I'm sitting in an Austrian ski resort hotel (though I don't ski) and have finally finished reading all the texts on Angela Merkel in the TIME issue of 9 days ago. She's on the cover as Person of the Year.
Since recently, also in this blog, I've questioned whether the US, for all its many advantages, can still carry the flag of the Leadership of the Free World... Has something changed this last turbulent year?
- PRO: The U.S. have basically thrown down the Leadership crown since the last few decades, by their extreme interventionism & military "solutionism" to all the world's problems, quite a few of which are, totally or in part, clear consequences of their actions. -- Germany's attempted absorption of two orders of magnitude (!) more war refugees than any of the "Great" Western nations, like France or the U.S., makes it a candidate. Also, Germany defines freedom in a 21st century way, i.e. without guns in every household, and has done so for half a century.

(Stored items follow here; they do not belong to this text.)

//! Enclosure controller firmware library.
//!
//! Exposes the control loop, its controllers and the record store for
//! the binary and for integration testing.  All ESP-IDF-specific code is
//! guarded by `#[cfg(target_os = "espidf")]` within each module.

#![deny(unused_must_use)]

pub mod app;
pub mod config;
pub mod control;
pub mod error;
pub mod records;
pub mod schedule;

pub mod adapters;
pub mod drivers;
pub mod sensors;

#[cfg_attr(not(target_os = "espidf"), allow(dead_code))]
mod pins;

pub use error::Error;
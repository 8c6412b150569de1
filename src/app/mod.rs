//! Application core: control-loop orchestration, zero direct I/O.
//!
//! The loop ties the lighting and thermal controllers to the sensors,
//! actuators and record store.  All interaction with hardware and storage
//! happens through **port traits** defined in [`ports`], keeping this
//! layer fully testable without real peripherals.

pub mod events;
pub mod ports;
pub mod service;
//! Fuzz target: configuration line parser
//!
//! Feeds arbitrary bytes to the fixed-width configuration decoder and
//! verifies:
//! - No panics, whatever the length, encoding or characters
//! - Every accepted line re-encodes to exactly the same bytes
//!
//! cargo fuzz run fuzz_config_line

#![no_main]

use enclosure::config::ControllerConfig;
use enclosure::records::config_line;
use libfuzzer_sys::fuzz_target;

fuzz_target!(|data: &[u8]| {
    let Ok(line) = core::str::from_utf8(data) else {
        return;
    };
    let defaults = ControllerConfig::default();
    let Ok(config) = config_line::decode(line, &defaults) else {
        return;
    };

    // Check-in fields are not kept, so compare from the goal column on.
    if let Ok(encoded) = config_line::encode(&config) {
        assert_eq!(&encoded.as_bytes()[17..], &line.as_bytes()[17..]);
    }
});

- CON: The U.S. for year after year have taken on millions of de facto immigrants from South of its borders. Under Obama, they've even stepped up programs to make studying and citizenship for young Latino immigrants, & children of Latino immigrants, possible. -- Merkel's new reputation for humaneness isn't backed up by the many years of not doing a thing for integration of foreigners in places like Berlin & Hamburg, both cities I know relatively well. On TV, there just ran a small documentary on one of the most integrating series ever to be presented in moving pictures: The Bill Cosby Show, once the most popular show on U.S. TV for several years running. -- In addition, Germany is still too close to that vast crime against humanity, the Nazis and all they did. Just seven decades ago. And populist extremist political talk is still rife everywhere, especially in recent months. Double shame!
One thing Merkel has definitely done: Show the world that the time for patriarchal machos, like TIME's 2nd runner-up, Donald Trump - and many Austrian men, apparently - is finally coming to an end for good.
Let's see what the history books - and political commentators - say in, say, a decade.